:: Assignment ::
Look through the records and copy every line in which "message" appears.

Stored items
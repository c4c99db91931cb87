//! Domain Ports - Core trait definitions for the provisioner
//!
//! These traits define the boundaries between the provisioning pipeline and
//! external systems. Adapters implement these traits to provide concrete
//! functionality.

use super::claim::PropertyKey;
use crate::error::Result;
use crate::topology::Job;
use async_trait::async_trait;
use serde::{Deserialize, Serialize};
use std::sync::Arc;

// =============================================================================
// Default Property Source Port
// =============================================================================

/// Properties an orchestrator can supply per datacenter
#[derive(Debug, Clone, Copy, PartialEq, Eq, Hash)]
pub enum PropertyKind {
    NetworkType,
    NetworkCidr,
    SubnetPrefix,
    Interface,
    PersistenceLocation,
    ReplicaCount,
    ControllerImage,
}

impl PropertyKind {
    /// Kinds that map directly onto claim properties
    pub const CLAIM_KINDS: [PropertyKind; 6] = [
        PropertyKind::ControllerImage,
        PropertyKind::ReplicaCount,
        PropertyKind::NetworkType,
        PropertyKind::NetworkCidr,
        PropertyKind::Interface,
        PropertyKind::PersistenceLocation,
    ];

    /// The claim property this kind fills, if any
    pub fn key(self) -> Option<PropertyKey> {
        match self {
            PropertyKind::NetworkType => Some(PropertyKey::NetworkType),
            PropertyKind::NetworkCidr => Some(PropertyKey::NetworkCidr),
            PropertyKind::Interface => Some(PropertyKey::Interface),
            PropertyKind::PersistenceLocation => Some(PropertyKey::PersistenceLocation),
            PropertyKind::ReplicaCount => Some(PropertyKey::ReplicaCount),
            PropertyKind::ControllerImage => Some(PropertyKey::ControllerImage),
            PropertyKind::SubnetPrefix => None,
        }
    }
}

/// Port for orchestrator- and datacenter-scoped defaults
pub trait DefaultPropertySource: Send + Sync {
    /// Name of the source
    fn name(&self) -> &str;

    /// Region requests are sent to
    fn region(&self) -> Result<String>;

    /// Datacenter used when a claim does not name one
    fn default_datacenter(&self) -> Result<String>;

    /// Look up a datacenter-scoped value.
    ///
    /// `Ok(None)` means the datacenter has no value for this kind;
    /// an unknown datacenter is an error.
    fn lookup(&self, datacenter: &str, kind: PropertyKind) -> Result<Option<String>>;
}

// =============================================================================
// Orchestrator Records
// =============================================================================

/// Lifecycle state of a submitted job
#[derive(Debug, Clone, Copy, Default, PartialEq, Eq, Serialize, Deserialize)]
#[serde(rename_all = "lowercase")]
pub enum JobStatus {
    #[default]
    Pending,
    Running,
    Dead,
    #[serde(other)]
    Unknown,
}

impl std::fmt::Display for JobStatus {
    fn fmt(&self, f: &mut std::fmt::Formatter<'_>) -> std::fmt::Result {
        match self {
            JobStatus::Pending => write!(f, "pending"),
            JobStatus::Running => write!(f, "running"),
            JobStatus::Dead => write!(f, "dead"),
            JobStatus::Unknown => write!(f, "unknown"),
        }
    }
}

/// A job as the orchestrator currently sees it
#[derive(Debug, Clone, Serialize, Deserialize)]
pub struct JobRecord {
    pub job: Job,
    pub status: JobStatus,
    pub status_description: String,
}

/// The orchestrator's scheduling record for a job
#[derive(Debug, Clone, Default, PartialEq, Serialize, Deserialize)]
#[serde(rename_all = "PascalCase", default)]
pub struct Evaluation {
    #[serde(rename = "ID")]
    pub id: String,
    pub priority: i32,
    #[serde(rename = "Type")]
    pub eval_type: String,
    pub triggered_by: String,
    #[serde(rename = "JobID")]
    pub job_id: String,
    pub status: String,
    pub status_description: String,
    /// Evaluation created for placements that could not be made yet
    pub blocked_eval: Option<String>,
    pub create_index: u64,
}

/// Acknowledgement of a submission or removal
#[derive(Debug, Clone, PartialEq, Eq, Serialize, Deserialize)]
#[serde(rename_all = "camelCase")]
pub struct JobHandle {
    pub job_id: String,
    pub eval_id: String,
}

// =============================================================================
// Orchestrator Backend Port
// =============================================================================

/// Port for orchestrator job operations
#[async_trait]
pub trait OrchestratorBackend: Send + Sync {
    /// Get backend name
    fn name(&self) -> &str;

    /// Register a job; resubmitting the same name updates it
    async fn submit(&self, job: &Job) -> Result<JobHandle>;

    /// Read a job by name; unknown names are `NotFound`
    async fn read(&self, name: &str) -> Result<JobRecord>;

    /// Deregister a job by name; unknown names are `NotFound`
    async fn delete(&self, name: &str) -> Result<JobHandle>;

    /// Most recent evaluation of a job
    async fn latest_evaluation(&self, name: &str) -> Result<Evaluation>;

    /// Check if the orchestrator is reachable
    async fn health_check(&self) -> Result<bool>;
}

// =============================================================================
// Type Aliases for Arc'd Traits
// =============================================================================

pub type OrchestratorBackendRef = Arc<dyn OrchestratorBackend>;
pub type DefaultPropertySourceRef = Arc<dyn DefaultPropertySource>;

--

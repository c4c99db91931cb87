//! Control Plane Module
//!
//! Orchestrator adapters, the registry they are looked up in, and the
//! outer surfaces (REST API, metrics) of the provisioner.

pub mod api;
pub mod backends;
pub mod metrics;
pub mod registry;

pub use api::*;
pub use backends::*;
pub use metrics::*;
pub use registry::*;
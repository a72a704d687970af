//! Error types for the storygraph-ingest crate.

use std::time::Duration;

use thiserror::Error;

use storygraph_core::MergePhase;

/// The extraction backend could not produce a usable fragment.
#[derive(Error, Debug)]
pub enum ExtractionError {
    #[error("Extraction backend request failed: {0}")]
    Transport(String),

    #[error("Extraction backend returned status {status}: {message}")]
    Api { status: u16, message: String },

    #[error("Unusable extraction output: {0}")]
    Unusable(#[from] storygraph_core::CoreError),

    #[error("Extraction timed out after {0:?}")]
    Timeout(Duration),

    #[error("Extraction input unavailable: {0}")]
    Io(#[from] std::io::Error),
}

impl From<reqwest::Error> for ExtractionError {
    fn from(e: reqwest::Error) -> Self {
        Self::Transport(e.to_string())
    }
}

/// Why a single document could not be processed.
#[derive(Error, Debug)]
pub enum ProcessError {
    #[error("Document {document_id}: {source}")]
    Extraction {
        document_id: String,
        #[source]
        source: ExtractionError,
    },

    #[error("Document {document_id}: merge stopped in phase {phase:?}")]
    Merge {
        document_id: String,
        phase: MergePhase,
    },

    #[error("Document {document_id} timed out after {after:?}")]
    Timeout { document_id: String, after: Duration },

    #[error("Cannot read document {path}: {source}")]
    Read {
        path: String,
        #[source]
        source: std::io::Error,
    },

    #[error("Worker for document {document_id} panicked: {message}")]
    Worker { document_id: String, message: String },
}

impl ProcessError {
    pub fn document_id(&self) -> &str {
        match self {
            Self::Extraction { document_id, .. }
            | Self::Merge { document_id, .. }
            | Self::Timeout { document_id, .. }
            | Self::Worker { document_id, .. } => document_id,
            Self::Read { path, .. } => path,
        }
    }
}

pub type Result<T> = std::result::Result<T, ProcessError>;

:: Result of this exercise ::
    #[error("Extraction backend returned status {status}: {message}")]
    Api { status: u16, message: String },
    #[error("Worker for document {document_id} panicked: {message}")]
    Worker { document_id: String, message: String },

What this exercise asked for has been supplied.